I’ve written many times about the thousands of rape kits that were found in a Detroit police crime lab, kits that had never been analyzed at all. Some progress is being made on getting through that backlog and it is producing important results, identifying more than 100 rapists.
Back in 2009, over 11,000 kits were found abandoned in a Detroit Police storage facility. After processing just 1,600 of them so far, Detroit has identified about 100 serial rapists and ten convicted rapists. Those perpetrators have moved on from Michigan to commit similar crimes in 23 other states.

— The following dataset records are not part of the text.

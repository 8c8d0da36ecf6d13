pub mod grid;

use actix_web::{HttpRequest, HttpResponse, Result as ActixResult};
use chrono::NaiveDate;
use tracing::warn;

use crate::baas::Backend;
use crate::config::AppConfig;
use crate::models::{
    ApiResponse, ErrorCode,
    events::{CalendarQuery, CategoryOption, EventCategory, SubjectsResponse},
};
use crate::utils::PortalClock;

pub struct CalendarService {
    backend: Option<Backend>,
}

impl CalendarService {
    pub fn new_lazy() -> Self {
        Self { backend: None }
    }

    pub(crate) fn get_backend(&self, request: &HttpRequest) -> Backend {
        super::resolve_backend(&self.backend, request)
    }

    // 月历
    pub async fn month(
        &self,
        query: CalendarQuery,
        request: &HttpRequest,
    ) -> ActixResult<HttpResponse> {
        let config = AppConfig::get();
        let clock = PortalClock::from_offset_minutes(config.portal.utc_offset_minutes);
        let today = clock.today();

        let reference = match query.date.as_deref().map(str::trim).filter(|d| !d.is_empty()) {
            Some(raw) => match NaiveDate::parse_from_str(raw, "%Y-%m-%d") {
                Ok(date) => date,
                Err(_) => {
                    return Ok(HttpResponse::BadRequest().json(ApiResponse::error_empty(
                        ErrorCode::BadRequest,
                        "Invalid date, expected YYYY-MM-DD",
                    )));
                }
            },
            None => today,
        };

        let events = self
            .get_backend(request)
            .storage
            .list_events()
            .await
            .unwrap_or_else(|e| {
                warn!("Failed to load events for calendar: {}", e);
                Vec::new()
            });

        let grid = grid::build_month_grid(reference, today, &events, &clock);
        Ok(HttpResponse::Ok().json(ApiResponse::success(grid, "Calendar loaded")))
    }

    // 学科与日程类别
    pub async fn subjects(&self) -> ActixResult<HttpResponse> {
        let config = AppConfig::get();
        let response = SubjectsResponse {
            subjects: config.portal.subjects.clone(),
            categories: EventCategory::all()
                .iter()
                .map(|category| CategoryOption {
                    value: *category,
                    label: category.label(),
                })
                .collect(),
        };
        Ok(HttpResponse::Ok().json(ApiResponse::success(response, "Subjects loaded")))
    }
}
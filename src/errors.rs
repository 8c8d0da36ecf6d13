//! 统一错误处理模块
//!
//! 使用宏自动生成错误类型，支持错误代码和类型名称。

use std::fmt;

/// 定义错误类型的宏
///
/// 自动生成：
/// - enum 定义
/// - code() 方法 - 返回错误代码
/// - error_type() 方法 - 返回错误类型名称
/// - message() 方法 - 返回错误详情
/// - 便捷构造函数
macro_rules! define_portal_errors {
    ($(
        $variant:ident($code:literal, $type_name:literal)
    ),* $(,)?) => {
        #[derive(Debug, Clone)]
        pub enum PortalError {
            $($variant(String),)*
        }

        impl PortalError {
            /// 获取错误代码
            pub fn code(&self) -> &'static str {
                match self {
                    $(PortalError::$variant(_) => $code,)*
                }
            }

            /// 获取错误类型名称
            pub fn error_type(&self) -> &'static str {
                match self {
                    $(PortalError::$variant(_) => $type_name,)*
                }
            }

            /// 获取错误详情
            pub fn message(&self) -> &str {
                match self {
                    $(PortalError::$variant(msg) => msg,)*
                }
            }
        }

        // 生成便捷构造函数
        paste::paste! {
            impl PortalError {
                $(
                    pub fn [<$variant:snake>]<T: Into<String>>(msg: T) -> Self {
                        PortalError::$variant(msg.into())
                    }
                )*
            }
        }
    };
}

define_portal_errors! {
    BackendConfig("E001", "Backend Configuration Error"),
    BackendConnection("E002", "Backend Connection Error"),
    BackendRequest("E003", "Backend Request Error"),
    BackendPluginNotFound("E004", "Backend Plugin Not Found"),
    ObjectStorage("E005", "Object Storage Error"),
    Realtime("E006", "Realtime Channel Error"),
    FileOperation("E007", "File Operation Error"),
    Validation("E008", "Validation Error"),
    NotFound("E009", "Resource Not Found"),
    Serialization("E010", "Serialization Error"),
    DateParse("E011", "Date Parse Error"),
    Authentication("E012", "Authentication Error"),
    Authorization("E013", "Authorization Error"),
}

impl PortalError {
    /// 格式化为简洁输出
    pub fn format_simple(&self) -> String {
        format!("{}: {}", self.error_type(), self.message())
    }
}

impl fmt::Display for PortalError {
    fn fmt(&self, f: &mut fmt::Formatter<'_>) -> fmt::Result {
        write!(f, "{}", self.format_simple())
    }
}

impl std::error::Error for PortalError {}

// 为常见的错误类型实现 From trait
impl From<reqwest::Error> for PortalError {
    fn from(err: reqwest::Error) -> Self {
        if err.is_connect() || err.is_timeout() {
            PortalError::BackendConnection(err.to_string())
        } else {
            PortalError::BackendRequest(err.to_string())
        }
    }
}

impl From<tokio_tungstenite::tungstenite::Error> for PortalError {
    fn from(err: tokio_tungstenite::tungstenite::Error) -> Self {
        PortalError::Realtime(err.to_string())
    }
}

impl From<std::io::Error> for PortalError {
    fn from(err: std::io::Error) -> Self {
        PortalError::FileOperation(err.to_string())
    }
}

impl From<serde_json::Error> for PortalError {
    fn from(err: serde_json::Error) -> Self {
        PortalError::Serialization(err.to_string())
    }
}

impl From<chrono::ParseError> for PortalError {
    fn from(err: chrono::ParseError) -> Self {
        PortalError::DateParse(err.to_string())
    }
}

pub type Result<T> = std::result::Result<T, PortalError>;
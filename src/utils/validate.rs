use once_cell::sync::Lazy;
use regex::Regex;

static EMAIL_RE: Lazy<Regex> = Lazy::new(|| {
    Regex::new(r"^[A-Za-z0-9._%+-]+@[A-Za-z0-9.-]+\.[A-Z|a-z]{2,}$").expect("Invalid email regex")
});

pub fn validate_email(email: &str) -> Result<(), &'static str> {
    if !EMAIL_RE.is_match(email) {
        return Err("Email format is invalid");
    }
    Ok(())
}

/// 必填文本字段：去掉首尾空白后不能为空
pub fn require_text<'a>(value: &'a str, error: &'static str) -> Result<&'a str, &'static str> {
    let trimmed = value.trim();
    if trimmed.is_empty() {
        return Err(error);
    }
    Ok(trimmed)
}
pub mod error_code;
pub mod id;
pub mod response;

pub use error_code::ErrorCode;
pub use id::deserialize_id;
pub use response::ApiResponse;
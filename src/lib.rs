//! EduPortal - 学校门户后端服务
//!
//! 基于 Actix Web 构建，数据、身份、文件与实时消息均由托管后端提供。
//!
//! # 架构
//! - `baas`: 托管后端接入（Supabase / 内存）
//! - `config`: 配置管理
//! - `errors`: 统一错误处理
//! - `middlewares`: 会话与角色中间件
//! - `models`: 数据模型定义
//! - `routes`: API 路由层
//! - `runtime`: 运行时生命周期管理
//! - `services`: 业务逻辑层
//! - `utils`: 工具函数

pub mod baas;
pub mod config;
pub mod errors;
pub mod middlewares;
pub mod models;
pub mod routes;
pub mod runtime;
pub mod services;
pub mod utils;
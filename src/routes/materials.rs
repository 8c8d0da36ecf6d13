use actix_multipart::Multipart;
use actix_web::{HttpRequest, HttpResponse, Result as ActixResult, guard, web};
use once_cell::sync::Lazy;

use crate::middlewares;
use crate::models::materials::MaterialListQuery;
use crate::models::users::entities::UserRole;
use crate::services::MaterialService;
use crate::utils::SafeRecordId;

// 懒加载的全局 MaterialService 实例
static MATERIAL_SERVICE: Lazy<MaterialService> = Lazy::new(MaterialService::new_lazy);

pub async fn list_materials(
    req: HttpRequest,
    query: web::Query<MaterialListQuery>,
) -> ActixResult<HttpResponse> {
    MATERIAL_SERVICE.list(query.into_inner(), &req).await
}

pub async fn upload_material(req: HttpRequest, payload: Multipart) -> ActixResult<HttpResponse> {
    MATERIAL_SERVICE.upload(&req, payload).await
}

pub async fn delete_material(req: HttpRequest, id: SafeRecordId) -> ActixResult<HttpResponse> {
    MATERIAL_SERVICE.delete(&id.0, &req).await
}

// 配置路由
pub fn configure_material_routes(cfg: &mut web::ServiceConfig) {
    cfg.service(
        web::scope("/api/v1/materials")
            .wrap(middlewares::RequireSession)
            .service(
                web::resource("")
                    .guard(guard::Get())
                    .route(web::get().to(list_materials)),
            )
            // 上传与删除仅限教师
            .service(
                web::resource("")
                    .guard(guard::Post())
                    .wrap(middlewares::RequireRole::new(&UserRole::Teacher))
                    .route(web::post().to(upload_material)),
            )
            .service(
                web::resource("/{id}")
                    .wrap(middlewares::RequireRole::new(&UserRole::Teacher))
                    .route(web::delete().to(delete_material)),
            ),
    );
}
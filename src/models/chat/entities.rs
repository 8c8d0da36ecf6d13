use serde::{Deserialize, Serialize};

use crate::models::users::entities::UserRole;

// 聊天消息（只追加，不可编辑或删除）
#[derive(Debug, Clone, Serialize, Deserialize, PartialEq)]
#[serde(rename_all = "camelCase")]
pub struct ChatMessage {
    pub id: String,
    pub user_id: String,
    pub user_name: String,
    pub user_role: UserRole,
    pub text: String,
    pub timestamp: String,
}

#[derive(Debug, Clone)]
pub struct NewMessage {
    pub user_id: String,
    pub user_name: String,
    pub user_role: UserRole,
    pub text: String,
    pub timestamp: String,
}
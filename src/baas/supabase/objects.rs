use async_trait::async_trait;
use bytes::Bytes;

use super::SupabaseClient;
use crate::baas::ObjectStore;
use crate::errors::{PortalError, Result};

#[async_trait]
impl ObjectStore for SupabaseClient {
    async fn upload(&self, key: &str, data: Bytes, content_type: &str) -> Result<()> {
        let url = self.endpoint(&format!(
            "/storage/v1/object/{}/{}",
            self.bucket,
            urlencoding::encode(key)
        ));
        let request = self
            .http
            .post(url)
            .header(reqwest::header::CONTENT_TYPE, content_type)
            .header("x-upsert", "false")
            .body(data);
        Self::check(self.as_caller(request).send().await?)
            .await
            .map_err(|e| PortalError::object_storage(e.message().to_string()))?;
        Ok(())
    }

    fn public_url(&self, key: &str) -> String {
        self.endpoint(&format!(
            "/storage/v1/object/public/{}/{}",
            self.bucket,
            urlencoding::encode(key)
        ))
    }
}
pub mod entities;
pub mod requests;

pub use entities::{Material, MaterialKind, NewMaterial};
pub use requests::MaterialListQuery;
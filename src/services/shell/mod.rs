use actix_web::{HttpRequest, HttpResponse, Result as ActixResult};

use super::notifications::ShellRegistry;
use crate::middlewares::RequireSession;
use crate::models::users::entities::PortalUser;
use crate::models::{
    ApiResponse, ErrorCode,
    shell::{NavigateRequest, OpenShellRequest},
};

pub struct ShellService {
    registry: Option<ShellRegistry>,
}

fn unauthorized() -> HttpResponse {
    HttpResponse::Unauthorized().json(ApiResponse::error_empty(
        ErrorCode::Unauthorized,
        "Authentication required",
    ))
}

fn shell_not_found() -> HttpResponse {
    HttpResponse::NotFound().json(ApiResponse::error_empty(
        ErrorCode::ShellNotFound,
        "Shell not found",
    ))
}

impl ShellService {
    pub fn new_lazy() -> Self {
        Self { registry: None }
    }

    pub(crate) fn get_registry(&self, request: &HttpRequest) -> ShellRegistry {
        match &self.registry {
            Some(registry) => registry.clone(),
            None => super::shared::<ShellRegistry>(request, "ShellRegistry"),
        }
    }

    fn current_user(request: &HttpRequest) -> Option<PortalUser> {
        RequireSession::extract_user(request)
    }

    pub async fn open(
        &self,
        open_request: OpenShellRequest,
        request: &HttpRequest,
    ) -> ActixResult<HttpResponse> {
        let Some(user) = Self::current_user(request) else {
            return Ok(unauthorized());
        };
        let opened = self
            .get_registry(request)
            .open(&user, open_request.path.as_deref());
        Ok(HttpResponse::Ok().json(ApiResponse::success(opened, "Shell opened")))
    }

    pub async fn state(&self, shell_id: &str, request: &HttpRequest) -> ActixResult<HttpResponse> {
        let Some(user) = Self::current_user(request) else {
            return Ok(unauthorized());
        };
        match self.get_registry(request).state(shell_id, &user.id) {
            Some(state) => Ok(HttpResponse::Ok().json(ApiResponse::success(state, "Shell state"))),
            None => Ok(shell_not_found()),
        }
    }

    pub async fn navigate(
        &self,
        shell_id: &str,
        navigate_request: NavigateRequest,
        request: &HttpRequest,
    ) -> ActixResult<HttpResponse> {
        let Some(user) = Self::current_user(request) else {
            return Ok(unauthorized());
        };
        let path = navigate_request.path.trim();
        if !path.starts_with('/') {
            return Ok(HttpResponse::BadRequest().json(ApiResponse::error_empty(
                ErrorCode::BadRequest,
                "View path must start with '/'",
            )));
        }
        match self.get_registry(request).navigate(shell_id, &user.id, path) {
            Some(state) => Ok(HttpResponse::Ok().json(ApiResponse::success(state, "View changed"))),
            None => Ok(shell_not_found()),
        }
    }

    pub async fn close(&self, shell_id: &str, request: &HttpRequest) -> ActixResult<HttpResponse> {
        let Some(user) = Self::current_user(request) else {
            return Ok(unauthorized());
        };
        if self.get_registry(request).close(shell_id, &user.id) {
            Ok(HttpResponse::Ok().json(ApiResponse::success_empty("Shell closed")))
        } else {
            Ok(shell_not_found())
        }
    }
}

Of course, Detroit is not alone. Nationwide, there are an estimated400,000 untested rape kits. One of our favorite actress/activists Law and Order: SVU’s Mariska Hargitay (read her Feministing Five interview here) has been raising awareness about this issue for awhile now. Her organization, The Joyful Heart Foundation, has launched a project called End The Backlog to pressure cities and states to prioritize testing their kits. (She’s also producing adocumentary about the problem.) And thankfully, 17 states have proposed new legislation to address their backlogs…
Of course, the most urgent and concrete reason we should be testing rape kits is that they can identify rapists. (That’s kinda the point.) And since most rapists are serial rapists, that helps prevent future assaults. The stats from Detroit are similar to those in other cities and states that have tackled their backlogs: Once New York City processed its 17,000-kit backlog in 2001, the arrest rate for rape cases jumped from 40 percent to 70 percent. After working through 2,000 untested kits, Ohio has found nearly 200 matches with DNA in a criminal database.
President Obama’s proposed 2015 budget includes $35 million to speed up this process of clearing the rape kit backlog. We can only hope Congress will pass it.